● RECORDS FOR PROCESSING

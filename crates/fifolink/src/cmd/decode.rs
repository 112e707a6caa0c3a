use std::io::Write;

use bytes::BytesMut;
use fifolink_frame::{decode_frame, FrameConfig};
use tracing::debug;

use crate::cmd::{open_output, read_all, DecodeArgs, LinkArgs};
use crate::exit::{frame_error, io_error, CliResult, DATA_INVALID, SUCCESS};
use crate::output::{
    payload_preview, print_decode_report, report_writer, DecodeReport, FrameRecord, OutputFormat,
};

pub fn run(args: DecodeArgs, link: &LinkArgs, format: OutputFormat) -> CliResult<i32> {
    let config = link.resolve()?.frame_config();
    let wire = read_all(&args.wire_in)?;

    let mut payload_out = match &args.output {
        Some(path) => Some(open_output(path)?),
        None => None,
    };
    let payload_on_stdout = args.output.as_deref().is_some_and(super::is_stdio);

    let report = decode_capture(&wire, &config, |payload| match payload_out.as_mut() {
        Some(out) => out
            .write_all(payload)
            .map_err(|err| io_error("failed to write payload", err)),
        None => Ok(()),
    })?;

    if let Some(out) = payload_out.as_mut() {
        out.flush()
            .map_err(|err| io_error("failed to write payload", err))?;
    }
    print_decode_report(&report, format, &mut *report_writer(payload_on_stdout));

    if report.frames.is_empty() && !wire.is_empty() {
        return Ok(DATA_INVALID);
    }
    Ok(SUCCESS)
}

/// Walk a capture frame by frame, handing each payload to `on_payload`.
fn decode_capture<F>(wire: &[u8], config: &FrameConfig, mut on_payload: F) -> CliResult<DecodeReport>
where
    F: FnMut(&[u8]) -> CliResult<()>,
{
    let mut src = BytesMut::from(wire);
    let mut frames = Vec::new();
    let mut position = 0usize;
    let mut skipped = 0usize;

    loop {
        let before = src.len();
        let decoded =
            decode_frame(&mut src, config).map_err(|err| frame_error("decode failed", err))?;
        let consumed = before - src.len();

        let Some(frame) = decoded else {
            skipped += consumed;
            break;
        };

        let junk = consumed - frame.wire_size();
        skipped += junk;
        let offset = position + junk;
        position += consumed;

        let trailing_pad = frame
            .payload
            .iter()
            .rev()
            .take_while(|&&b| b == config.pad_byte)
            .count();
        debug!(index = frames.len(), offset, junk, "frame decoded");
        on_payload(&frame.payload)?;

        frames.push(FrameRecord {
            index: frames.len(),
            offset,
            payload_size: frame.payload.len(),
            trailing_pad,
            preview: payload_preview(&frame.payload),
        });
    }

    Ok(DecodeReport {
        frames,
        skipped_bytes: skipped,
        leftover_bytes: src.len(),
    })
}
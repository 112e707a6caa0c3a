use std::collections::VecDeque;

use fifolink_frame::OverrunPolicy;
use fifolink_transport::RadioMode;
use serde::Serialize;

const DEFAULT_EVENT_CAPACITY: usize = 256;

/// Something noteworthy that happened on the link.
#[derive(Debug, Clone, PartialEq, Eq)]
pub enum LinkEvent {
    /// A frame was completely written into the radio FIFO.
    FrameSent { seq: u64, padding: usize },
    /// A frame's payload was completely read from the radio FIFO.
    FrameReceived { seq: u64 },
    /// A stream buffer could not take everything offered.
    Overrun { policy: OverrunPolicy, dropped: usize },
    /// A first marker byte was not followed by the second.
    SyncLost,
    /// No frame completed within the link timeout. `partial` is set when a
    /// frame was in progress and has been abandoned.
    LinkTimeout { partial: bool },
    /// A mode change went unconfirmed and was re-issued.
    ModeTimeout { mode: RadioMode },
    /// The radio never reported the last frame as sent.
    DrainTimeout,
}

/// Running counters for one end of a link.
#[derive(Debug, Clone, Copy, Default, PartialEq, Eq, Serialize)]
pub struct LinkStats {
    pub frames_sent: u64,
    pub padded_frames: u64,
    pub pad_bytes: u64,
    pub bytes_in: u64,
    pub frames_received: u64,
    pub bytes_out: u64,
    pub overruns: u64,
    pub dropped_bytes: u64,
    pub sync_losses: u64,
    pub link_timeouts: u64,
    pub partial_frames: u64,
    pub mode_timeouts: u64,
    pub drain_timeouts: u64,
}

/// Bounded event history plus the counters derived from it.
#[derive(Debug)]
pub struct EventLog {
    stats: LinkStats,
    events: VecDeque<LinkEvent>,
    capacity: usize,
}

impl Default for EventLog {
    fn default() -> Self {
        Self::with_capacity(DEFAULT_EVENT_CAPACITY)
    }
}

impl EventLog {
    /// Keep at most `capacity` undrained events; older ones are discarded.
    pub fn with_capacity(capacity: usize) -> Self {
        Self {
            stats: LinkStats::default(),
            events: VecDeque::with_capacity(capacity.min(DEFAULT_EVENT_CAPACITY)),
            capacity,
        }
    }

    pub fn record(&mut self, event: LinkEvent) {
        let stats = &mut self.stats;
        match &event {
            LinkEvent::FrameSent { padding, .. } => {
                stats.frames_sent += 1;
                if *padding > 0 {
                    stats.padded_frames += 1;
                    stats.pad_bytes += *padding as u64;
                }
            }
            LinkEvent::FrameReceived { .. } => stats.frames_received += 1,
            LinkEvent::Overrun { policy, dropped } => {
                stats.overruns += 1;
                // Refused bytes stay with the producer.
                if *policy != OverrunPolicy::Reject {
                    stats.dropped_bytes += *dropped as u64;
                }
            }
            LinkEvent::SyncLost => stats.sync_losses += 1,
            LinkEvent::LinkTimeout { partial } => {
                stats.link_timeouts += 1;
                if *partial {
                    stats.partial_frames += 1;
                }
            }
            LinkEvent::ModeTimeout { .. } => stats.mode_timeouts += 1,
            LinkEvent::DrainTimeout => stats.drain_timeouts += 1,
        }

        if self.capacity == 0 {
            return;
        }
        if self.events.len() == self.capacity {
            self.events.pop_front();
        }
        self.events.push_back(event);
    }

    pub(crate) fn add_bytes_in(&mut self, n: usize) {
        self.stats.bytes_in += n as u64;
    }

    pub(crate) fn add_bytes_out(&mut self, n: usize) {
        self.stats.bytes_out += n as u64;
    }

    /// Lost bytes that did not open a new overrun episode.
    pub(crate) fn add_dropped(&mut self, n: usize) {
        self.stats.dropped_bytes += n as u64;
    }

    pub fn stats(&self) -> &LinkStats {
        &self.stats
    }

    /// Remove and return every recorded event, oldest first.
    pub fn take_events(&mut self) -> Vec<LinkEvent> {
        self.events.drain(..).collect()
    }
}

#[cfg(test)]
mod tests {
    use super::*;

    #[test]
    fn counters_follow_events() {
        let mut log = EventLog::default();
        log.record(LinkEvent::FrameSent { seq: 1, padding: 0 });
        log.record(LinkEvent::FrameSent { seq: 2, padding: 10 });
        log.record(LinkEvent::LinkTimeout { partial: true });
        log.record(LinkEvent::LinkTimeout { partial: false });
        log.record(LinkEvent::Overrun {
            policy: OverrunPolicy::Reject,
            dropped: 5,
        });
        log.record(LinkEvent::Overrun {
            policy: OverrunPolicy::DropOldest,
            dropped: 7,
        });

        let stats = log.stats();
        assert_eq!(stats.frames_sent, 2);
        assert_eq!(stats.padded_frames, 1);
        assert_eq!(stats.pad_bytes, 10);
        assert_eq!(stats.link_timeouts, 2);
        assert_eq!(stats.partial_frames, 1);
        assert_eq!(stats.overruns, 2);
        assert_eq!(stats.dropped_bytes, 7);
    }

    #[test]
    fn history_is_bounded() {
        let mut log = EventLog::with_capacity(2);
        for seq in 0..5 {
            log.record(LinkEvent::FrameReceived { seq });
        }
        assert_eq!(
            log.take_events(),
            vec![
                LinkEvent::FrameReceived { seq: 3 },
                LinkEvent::FrameReceived { seq: 4 },
            ]
        );
        assert!(log.take_events().is_empty());
        assert_eq!(log.stats().frames_received, 5);
    }
}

● WHAT THE TASK REQUIRES
List the lines of the entries that include "super".

● SOLUTION TO THIS TASK
    let payload_on_stdout = args.output.as_deref().is_some_and(super::is_stdio);
    use super::*;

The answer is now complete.